* [Task goal]
Repeat exactly, and only, the lines below starting at the line that contains "let user = uc.execute(&actor, id).await?;" and ending at the line that contains "let uc = UpdateUser", inclusive of both.
== Material provided
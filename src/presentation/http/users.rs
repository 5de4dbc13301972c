use axum::{
    Json, Router,
    extract::{Path, Query, State},
    http::StatusCode,
    routing::get,
};
use serde::{Deserialize, Serialize};
use utoipa::ToSchema;
use uuid::Uuid;

use crate::application::access::AuthUser;
use crate::application::dto::pagination::{Page, PageRequest};
use crate::application::ports::user_repository::UserFilter;
use crate::application::use_cases::users::create_user::{CreateUser, CreateUserRequest};
use crate::application::use_cases::users::delete_user::DeleteUser;
use crate::application::use_cases::users::get_user::GetUser;
use crate::application::use_cases::users::list_users::ListUsers;
use crate::application::use_cases::users::update_user::{UpdateUser, UpdateUserRequest};
use crate::bootstrap::app_context::AppContext;
use crate::domain::users::user::{User, UserRole};
use crate::presentation::http::auth::{Bearer, authenticate};
use crate::presentation::http::error::ApiResult;

#[derive(Debug, Serialize, ToSchema)]
pub struct UserResponse {
    pub id: Uuid,
    pub email: String,
    pub first_name: String,
    pub last_name: String,
    pub playa_name: Option<String>,
    pub phone: Option<String>,
    pub city: Option<String>,
    pub state_province: Option<String>,
    pub country: Option<String>,
    pub emergency_contact: Option<String>,
    pub role: UserRole,
    pub is_email_verified: bool,
    pub allow_registration: bool,
    pub allow_early_registration: bool,
    pub allow_deferred_dues_payment: bool,
    pub allow_no_job: bool,
    /// Only returned to staff and admins.
    #[serde(skip_serializing_if = "Option::is_none")]
    pub internal_notes: Option<String>,
    pub created_at: chrono::DateTime<chrono::Utc>,
    pub updated_at: chrono::DateTime<chrono::Utc>,
}

impl UserResponse {
    pub fn for_viewer(u: User, viewer: &AuthUser) -> Self {
        let internal_notes = if viewer.role.is_staff() {
            u.internal_notes
        } else {
            None
        };
        UserResponse {
            id: u.id,
            email: u.email,
            first_name: u.first_name,
            last_name: u.last_name,
            playa_name: u.playa_name,
            phone: u.phone,
            city: u.city,
            state_province: u.state_province,
            country: u.country,
            emergency_contact: u.emergency_contact,
            role: u.role,
            is_email_verified: u.is_email_verified,
            allow_registration: u.allow_registration,
            allow_early_registration: u.allow_early_registration,
            allow_deferred_dues_payment: u.allow_deferred_dues_payment,
            allow_no_job: u.allow_no_job,
            internal_notes,
            created_at: u.created_at,
            updated_at: u.updated_at,
        }
    }
}

#[derive(Debug, Serialize, ToSchema)]
pub struct UserPage {
    pub items: Vec<UserResponse>,
    pub total: i64,
    pub limit: i64,
    pub offset: i64,
}

impl UserPage {
    fn from_page(page: Page<User>, viewer: &AuthUser) -> Self {
        let page = page.map(|u| UserResponse::for_viewer(u, viewer));
        UserPage {
            items: page.items,
            total: page.total,
            limit: page.limit,
            offset: page.offset,
        }
    }
}

#[derive(Debug, Deserialize)]
pub struct ListUsersQuery {
    pub role: Option<UserRole>,
    pub q: Option<String>,
    pub limit: Option<i64>,
    pub offset: Option<i64>,
}

#[derive(Debug, Deserialize, ToSchema)]
pub struct CreateUserBody {
    pub email: String,
    pub password: Option<String>,
    pub first_name: String,
    pub last_name: String,
    pub playa_name: Option<String>,
    pub phone: Option<String>,
    pub city: Option<String>,
    pub state_province: Option<String>,
    pub country: Option<String>,
    pub emergency_contact: Option<String>,
    pub role: Option<UserRole>,
    pub is_email_verified: Option<bool>,
    pub allow_registration: Option<bool>,
    pub allow_early_registration: Option<bool>,
    pub allow_deferred_dues_payment: Option<bool>,
    pub allow_no_job: Option<bool>,
    pub internal_notes: Option<String>,
}

/// Omitted fields are left alone; an empty string clears an optional text field.
#[derive(Debug, Default, Deserialize, ToSchema)]
#[serde(default)]
pub struct UpdateUserBody {
    pub email: Option<String>,
    pub first_name: Option<String>,
    pub last_name: Option<String>,
    pub playa_name: Option<String>,
    pub phone: Option<String>,
    pub city: Option<String>,
    pub state_province: Option<String>,
    pub country: Option<String>,
    pub emergency_contact: Option<String>,
    pub role: Option<UserRole>,
    pub is_email_verified: Option<bool>,
    pub allow_registration: Option<bool>,
    pub allow_early_registration: Option<bool>,
    pub allow_deferred_dues_payment: Option<bool>,
    pub allow_no_job: Option<bool>,
    pub internal_notes: Option<String>,
}

pub fn routes(ctx: AppContext) -> Router {
    Router::new()
        .route("/users", get(list_users).post(create_user))
        .route(
            "/users/:id",
            get(get_user).patch(update_user).delete(delete_user),
        )
        .with_state(ctx)
}

#[utoipa::path(get, path = "/api/users", tag = "Users",
    params(
        ("role" = Option<UserRole>, Query, description = "Filter by role"),
        ("q" = Option<String>, Query, description = "Matches email, names and playa name"),
        ("limit" = Option<i64>, Query, description = "Page size (max 200)"),
        ("offset" = Option<i64>, Query, description = "Rows to skip")
    ),
    responses((status = 200, body = UserPage)))]
pub async fn list_users(
    State(ctx): State<AppContext>,
    bearer: Bearer,
    Query(q): Query<ListUsersQuery>,
) -> ApiResult<Json<UserPage>> {
    let actor = authenticate(&ctx, bearer).await?;
    let repo = ctx.user_repo();
    let uc = ListUsers {
        repo: repo.as_ref(),
    };
    let filter = UserFilter {
        role: q.role,
        query: q.q,
    };
    let page = uc
        .execute(&actor, filter, PageRequest::new(q.limit, q.offset))
        .await?;
    Ok(Json(UserPage::from_page(page, &actor)))
}

#[utoipa::path(post, path = "/api/users", tag = "Users", request_body = CreateUserBody,
    responses((status = 201, body = UserResponse)))]
pub async fn create_user(
    State(ctx): State<AppContext>,
    bearer: Bearer,
    Json(body): Json<CreateUserBody>,
) -> ApiResult<(StatusCode, Json<UserResponse>)> {
    let actor = authenticate(&ctx, bearer).await?;
    let repo = ctx.user_repo();
    let uc = CreateUser {
        repo: repo.as_ref(),
    };
    let req = CreateUserRequest {
        email: body.email,
        password: body.password,
        first_name: body.first_name,
        last_name: body.last_name,
        playa_name: body.playa_name,
        phone: body.phone,
        city: body.city,
        state_province: body.state_province,
        country: body.country,
        emergency_contact: body.emergency_contact,
        role: body.role,
        is_email_verified: body.is_email_verified,
        allow_registration: body.allow_registration,
        allow_early_registration: body.allow_early_registration,
        allow_deferred_dues_payment: body.allow_deferred_dues_payment,
        allow_no_job: body.allow_no_job,
        internal_notes: body.internal_notes,
    };
    let user = uc.execute(&actor, req).await?;
    Ok((
        StatusCode::CREATED,
        Json(UserResponse::for_viewer(user, &actor)),
    ))
}

#[utoipa::path(get, path = "/api/users/{id}", tag = "Users",
    params(("id" = Uuid, Path, description = "User ID")),
    responses((status = 200, body = UserResponse)))]
pub async fn get_user(
    State(ctx): State<AppContext>,
    bearer: Bearer,
    Path(id): Path<Uuid>,
) -> ApiResult<Json<UserResponse>> {
    let actor = authenticate(&ctx, bearer).await?;
    let repo = ctx.user_repo();
    let uc = GetUser {
        repo: repo.as_ref(),
    };
    let user = uc.execute(&actor, id).await?;
    Ok(Json(UserResponse::for_viewer(user, &actor)))
}

#[utoipa::path(patch, path = "/api/users/{id}", tag = "Users", request_body = UpdateUserBody,
    params(("id" = Uuid, Path, description = "User ID")),
    responses((status = 200, body = UserResponse)))]
pub async fn update_user(
    State(ctx): State<AppContext>,
    bearer: Bearer,
    Path(id): Path<Uuid>,
    Json(body): Json<UpdateUserBody>,
) -> ApiResult<Json<UserResponse>> {
    let actor = authenticate(&ctx, bearer).await?;
    let repo = ctx.user_repo();
    let uc = UpdateUser {
        repo: repo.as_ref(),
    };
    let req = UpdateUserRequest {
        first_name: body.first_name,
        last_name: body.last_name,
        playa_name: body.playa_name,
        phone: body.phone,
        city: body.city,
        state_province: body.state_province,
        country: body.country,
        emergency_contact: body.emergency_contact,
        email: body.email,
        role: body.role,
        is_email_verified: body.is_email_verified,
        allow_registration: body.allow_registration,
        allow_early_registration: body.allow_early_registration,
        allow_deferred_dues_payment: body.allow_deferred_dues_payment,
        allow_no_job: body.allow_no_job,
        internal_notes: body.internal_notes,
    };
    let user = uc.execute(&actor, id, req).await?;
    Ok(Json(UserResponse::for_viewer(user, &actor)))
}

#[utoipa::path(delete, path = "/api/users/{id}", tag = "Users",
    params(("id" = Uuid, Path, description = "User ID")),
    responses((status = 204), (status = 409, body = crate::presentation::http::error::ErrorBody)))]
pub async fn delete_user(
    State(ctx): State<AppContext>,
    bearer: Bearer,
    Path(id): Path<Uuid>,
) -> ApiResult<StatusCode> {
    let actor = authenticate(&ctx, bearer).await?;
    let repo = ctx.user_repo();
    let uc = DeleteUser {
        repo: repo.as_ref(),
    };
    uc.execute(&actor, id).await?;
    Ok(StatusCode::NO_CONTENT)
}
====
* [Answer for the task]
    let user = uc.execute(&actor, id).await?;
    Ok(Json(UserResponse::for_viewer(user, &actor)))
}

#[utoipa::path(patch, path = "/api/users/{id}", tag = "Users", request_body = UpdateUserBody,
    params(("id" = Uuid, Path, description = "User ID")),
    responses((status = 200, body = UserResponse)))]
pub async fn update_user(
    State(ctx): State<AppContext>,
    bearer: Bearer,
    Path(id): Path<Uuid>,
    Json(body): Json<UpdateUserBody>,
) -> ApiResult<Json<UserResponse>> {
    let actor = authenticate(&ctx, bearer).await?;
    let repo = ctx.user_repo();
    let uc = UpdateUser {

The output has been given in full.